Though two and a half millennia after Jeremiah, his letter to Judah’s exiles in Babylon can stimulate us to be positive and constructive even when we live in a culture that wants to dilute discipleship by making Christianity a cultural artifact, or pretends to ignore the challenge the lordship of Jesus is to all human authority, or even sometimes opposes those who seriously aspire to follow Jesus.
Though I would hardly claim to be the exemplary disciple of Jesus I aspire to be, I do see my personal identity totally tied up with Jesus’ identity. My roles as husband, father, grandfather and even pastor are all expressions of my identification with Jesus. Jeremiah wrote to the exiles that God had sent them to Babylon. By virtue of my birth and the path of my life I believe God has sent me to the United States. God might well have sent me elsewhere, and God has certainly sent most of Jesus’ people to countries other than the United States. I am first and foremost a citizen of the Kingdom of God and called to live that way as a citizen of the United States, just as most other disciples of Jesus are called to live as citizens of the Kingdom of God in whatever country to which God has sent them.

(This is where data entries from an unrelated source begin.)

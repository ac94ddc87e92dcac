mod internal_utils;

pub mod liquidity;
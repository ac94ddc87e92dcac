use std::{collections::HashMap, sync::Mutex};

use ammliq_std::{
    instruction::Instruction,
    token_accounts::{ResolvedTokenAcc, TokenAccQuery, TokenAccountResolver},
};
use async_trait::async_trait;
use bs58_fixed_wasm::Bs58Array;

/// Program address of the placeholder setup and cleanup instructions
pub const MOCK_SETUP_PROGRAM: [u8; 32] = [0xAA; 32];

/// Resolves from a fixed map of `mint: existing account`.
///
/// Missing accounts are created at `[mint[0] ^ 0xFF; 32]` with a single
/// setup and cleanup instruction if the query allows creation
/// and `allow_create` is set.
#[derive(Debug, Default)]
pub struct MockResolver {
    pub existing: HashMap<[u8; 32], [u8; 32]>,
    pub allow_create: bool,
    pub fail_with: Option<String>,
    pub queries: Mutex<Vec<TokenAccQuery>>,
}

impl MockResolver {
    pub fn with_existing(mut self, mint: [u8; 32], acc: [u8; 32]) -> Self {
        self.existing.insert(mint, acc);
        self
    }

    pub fn with_allow_create(mut self) -> Self {
        self.allow_create = true;
        self
    }

    pub fn failing(msg: &str) -> Self {
        Self {
            fail_with: Some(msg.to_owned()),
            ..Default::default()
        }
    }

    pub fn queries(&self) -> Vec<TokenAccQuery> {
        self.queries.lock().unwrap().clone()
    }
}

pub fn created_acc(mint: &[u8; 32]) -> [u8; 32] {
    [mint[0] ^ 0xFF; 32]
}

pub fn mock_ix(tag: u8, addr: [u8; 32]) -> Instruction {
    Instruction {
        data: vec![tag],
        accounts: Vec::new(),
        program_address: Bs58Array(addr),
    }
}

#[async_trait]
impl TokenAccountResolver for MockResolver {
    type Error = String;

    async fn resolve(&self, query: TokenAccQuery) -> Result<Option<ResolvedTokenAcc>, String> {
        self.queries.lock().unwrap().push(query);
        if let Some(msg) = &self.fail_with {
            return Err(msg.clone());
        }
        if let Some(acc) = self.existing.get(&query.mint) {
            return Ok(Some(ResolvedTokenAcc::existing(*acc)));
        }
        if !(self.allow_create && query.create_if_missing) {
            return Ok(None);
        }
        let address = created_acc(&query.mint);
        Ok(Some(ResolvedTokenAcc {
            address,
            setup: vec![mock_ix(0, MOCK_SETUP_PROGRAM)],
            cleanup: vec![mock_ix(1, MOCK_SETUP_PROGRAM)],
        }))
    }
}
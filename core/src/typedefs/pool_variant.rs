use core::{error::Error, fmt::Display};

/// Determines the program version and with it the account layout
/// of every liquidity instruction
#[derive(Debug, Clone, Copy, PartialEq, Eq, Hash)]
pub enum PoolVariant {
    /// Constant-product pool, program version 4
    Standard,

    /// Stable-curve pool, program version 5
    Stable,
}

impl PoolVariant {
    pub const STANDARD_VERSION: u8 = 4;
    pub const STABLE_VERSION: u8 = 5;

    #[inline]
    pub const fn version(self) -> u8 {
        match self {
            Self::Standard => Self::STANDARD_VERSION,
            Self::Stable => Self::STABLE_VERSION,
        }
    }

    #[inline]
    pub const fn try_from_version(version: u8) -> Result<Self, UnsupportedVersionErr> {
        match version {
            Self::STANDARD_VERSION => Ok(Self::Standard),
            Self::STABLE_VERSION => Ok(Self::Stable),
            actual => Err(UnsupportedVersionErr { actual }),
        }
    }
}

impl TryFrom<u8> for PoolVariant {
    type Error = UnsupportedVersionErr;

    #[inline]
    fn try_from(version: u8) -> Result<Self, Self::Error> {
        Self::try_from_version(version)
    }
}

impl From<PoolVariant> for u8 {
    #[inline]
    fn from(variant: PoolVariant) -> Self {
        variant.version()
    }
}

#[derive(Debug, Clone, Copy, PartialEq, Eq, Hash)]
pub struct UnsupportedVersionErr {
    pub actual: u8,
}

impl Display for UnsupportedVersionErr {
    #[inline]
    fn fmt(&self, f: &mut core::fmt::Formatter<'_>) -> core::fmt::Result {
        let Self { actual } = self;
        f.write_fmt(format_args!(
            "pool version {actual} unsupported, expected {} or {}",
            PoolVariant::STANDARD_VERSION,
            PoolVariant::STABLE_VERSION,
        ))
    }
}

impl Error for UnsupportedVersionErr {}
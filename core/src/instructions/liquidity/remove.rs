use ammliq_amm_core::instructions::liquidity::remove::{
    NewRemoveLiqStableIxAccsBuilder, NewRemoveLiqStandardIxAccsBuilder, RemoveLiqStableIxAccs,
    RemoveLiqStandardIxAccs, RemoveLiquidityIxArgs as RemoveLiquidityIxDataArgs,
    RemoveLiquidityIxData, REMOVE_LIQ_STABLE_IX_IS_SIGNER, REMOVE_LIQ_STABLE_IX_IS_WRITER,
    REMOVE_LIQ_STANDARD_IX_IS_SIGNER, REMOVE_LIQ_STANDARD_IX_IS_WRITER,
};

use crate::{
    err::LiqIxErr,
    typedefs::{keys::AmmKeys, pool_variant::PoolVariant},
};

use super::{IxKeys, VariantAccs};

pub type RemoveLiquidityIxAccs<T> =
    VariantAccs<RemoveLiqStandardIxAccs<T>, RemoveLiqStableIxAccs<T>>;

pub type RemoveLiquidityIxKeysOwned = RemoveLiquidityIxAccs<[u8; 32]>;

pub type RemoveLiquidityIxAccFlags = RemoveLiquidityIxAccs<bool>;

fn standard_only_keys(amm: &AmmKeys) -> Result<([u8; 32], [u8; 32]), LiqIxErr> {
    let withdraw_queue = amm.withdraw_queue.ok_or(LiqIxErr::MissingAmmKey {
        field: "withdraw_queue",
    })?;
    let lp_vault = amm
        .lp_vault
        .ok_or(LiqIxErr::MissingAmmKey { field: "lp_vault" })?;
    Ok((withdraw_queue, lp_vault))
}

impl RemoveLiquidityIxKeysOwned {
    /// Checks that `amm` has every key `variant` requires
    /// without building the account list
    #[inline]
    pub fn check_amm_keys(variant: PoolVariant, amm: &AmmKeys) -> Result<(), LiqIxErr> {
        match variant {
            PoolVariant::Standard => standard_only_keys(amm).map(|_| ()),
            PoolVariant::Stable => Ok(()),
        }
    }

    /// Standard pools must have `withdraw_queue` and `lp_vault` set
    pub fn try_new(
        variant: PoolVariant,
        IxKeys {
            amm,
            market,
            user,
            token_program,
            model_data,
        }: IxKeys<'_>,
    ) -> Result<Self, LiqIxErr> {
        Ok(match variant {
            PoolVariant::Standard => {
                let (withdraw_queue, lp_vault) = standard_only_keys(amm)?;
                Self::Standard(
                    NewRemoveLiqStandardIxAccsBuilder::start()
                        .with_token_program(*token_program)
                        .with_amm(amm.id)
                        .with_amm_authority(amm.authority)
                        .with_amm_open_orders(amm.open_orders)
                        .with_amm_target_orders(amm.target_orders)
                        .with_lp_mint(amm.lp_mint)
                        .with_base_vault(amm.base_vault)
                        .with_quote_vault(amm.quote_vault)
                        .with_withdraw_queue(withdraw_queue)
                        .with_lp_vault(lp_vault)
                        .with_market_program(market.program_id)
                        .with_market(market.id)
                        .with_market_base_vault(market.base_vault)
                        .with_market_quote_vault(market.quote_vault)
                        .with_market_authority(market.authority)
                        .with_user_lp(user.lp_token_acc)
                        .with_user_base(user.base_token_acc)
                        .with_user_quote(user.quote_token_acc)
                        .with_owner(user.owner)
                        .with_market_event_queue(market.event_queue)
                        .with_market_bids(market.bids)
                        .with_market_asks(market.asks)
                        .build(),
                )
            }
            PoolVariant::Stable => Self::Stable(
                NewRemoveLiqStableIxAccsBuilder::start()
                    .with_token_program(*token_program)
                    .with_amm(amm.id)
                    .with_amm_authority(amm.authority)
                    .with_amm_open_orders(amm.open_orders)
                    .with_amm_target_orders(amm.target_orders)
                    .with_lp_mint(amm.lp_mint)
                    .with_base_vault(amm.base_vault)
                    .with_quote_vault(amm.quote_vault)
                    .with_model_data(*model_data)
                    .with_market_program(market.program_id)
                    .with_market(market.id)
                    .with_market_base_vault(market.base_vault)
                    .with_market_quote_vault(market.quote_vault)
                    .with_market_authority(market.authority)
                    .with_user_lp(user.lp_token_acc)
                    .with_user_base(user.base_token_acc)
                    .with_user_quote(user.quote_token_acc)
                    .with_owner(user.owner)
                    .with_market_event_queue(market.event_queue)
                    .with_market_bids(market.bids)
                    .with_market_asks(market.asks)
                    .build(),
            ),
        })
    }

    #[inline]
    pub const fn to_is_writer(&self) -> RemoveLiquidityIxAccFlags {
        match self {
            Self::Standard(_) => VariantAccs::Standard(REMOVE_LIQ_STANDARD_IX_IS_WRITER),
            Self::Stable(_) => VariantAccs::Stable(REMOVE_LIQ_STABLE_IX_IS_WRITER),
        }
    }

    #[inline]
    pub const fn to_is_signer(&self) -> RemoveLiquidityIxAccFlags {
        match self {
            Self::Standard(_) => VariantAccs::Standard(REMOVE_LIQ_STANDARD_IX_IS_SIGNER),
            Self::Stable(_) => VariantAccs::Stable(REMOVE_LIQ_STABLE_IX_IS_SIGNER),
        }
    }
}

#[derive(Debug, Clone, Copy, PartialEq, Eq, Hash)]
pub struct RemoveLiquidityIxArgs {
    pub program_id: [u8; 32],
    pub data: RemoveLiquidityIxDataArgs,
    pub accs: RemoveLiquidityIxKeysOwned,
}

impl RemoveLiquidityIxArgs {
    /// `lp_amount` of LP tokens to burn
    pub fn try_new(
        variant: PoolVariant,
        keys: IxKeys<'_>,
        lp_amount: u64,
    ) -> Result<Self, LiqIxErr> {
        if lp_amount == 0 {
            return Err(LiqIxErr::ZeroAmount { field: "amount_in" });
        }
        Ok(Self {
            program_id: keys.amm.program_id,
            data: RemoveLiquidityIxDataArgs {
                amount_in: lp_amount,
            },
            accs: RemoveLiquidityIxKeysOwned::try_new(variant, keys)?,
        })
    }

    #[inline]
    pub const fn to_ix_data(&self) -> RemoveLiquidityIxData {
        RemoveLiquidityIxData::new(self.data)
    }
}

Jeremiah’s letter tells those of us who follow Jesus how to practice good citizenship in our human countries as those whose sole loyalty is as citizens of the Kingdom of God. Live your life with gusto! Get married; raise families; participate in the economy. Your presence will light a path for others who seek something more satisfying, more enduring than our daily human pursuits. Your allegiance to Jesus points people who are disillusioned with fallible even corrupt political leadership to someone they can trust with enthusiastic confidence. Seek the welfare of the city where God has sent us. Contribute to the common good, even the good of those who mock or oppose your faith. As the community prospers, we prosper too, and all will have the opportunity to know the God who sends his rain on the just and the unjust. This is the beginning of experiencing God’s grace which is predicated on loving those who don’t deserve love. And perhaps most of all, pray for the city in which God has sent you to exile. Yes, pray for the presidential candidate you hate and fear the most. Pray that peace and justice, righteousness and mercy may flourish for those among whom you are in exile.
I believe Jeremiah’s letter precludes living in fear that national foundations are being destroyed. When the psalmist pondered that question (Psalm 11:3), the answer is immediate, “The Lord is in his holy temple; the Lord’s throne is in heaven.” (Psalm 11:4) As exiles we who follow Jesus are harbingers of hope and joy even in the midst of chaos and confusion. I know we will disagree with each other about exactly how best to seek the welfare of the city to which we have been sent in exile, but I do believe we should pursue that goal positively, full of faith, hope and love. As far as deciding how your vote this election as a disciple of Jesus can make that contribution, I’ve suggested the prayer for the king in Psalm 72 as a template for voting, and you can read that at http://nstolpewriting.blogspot.com/2016/06/principles-for-deciding-for-whom-i-will.html .

I’m not looking for arguments but hoping to stimulate thinking and discussion among those who follow Jesus as how best we can seek the welfare of the United States in this present moment.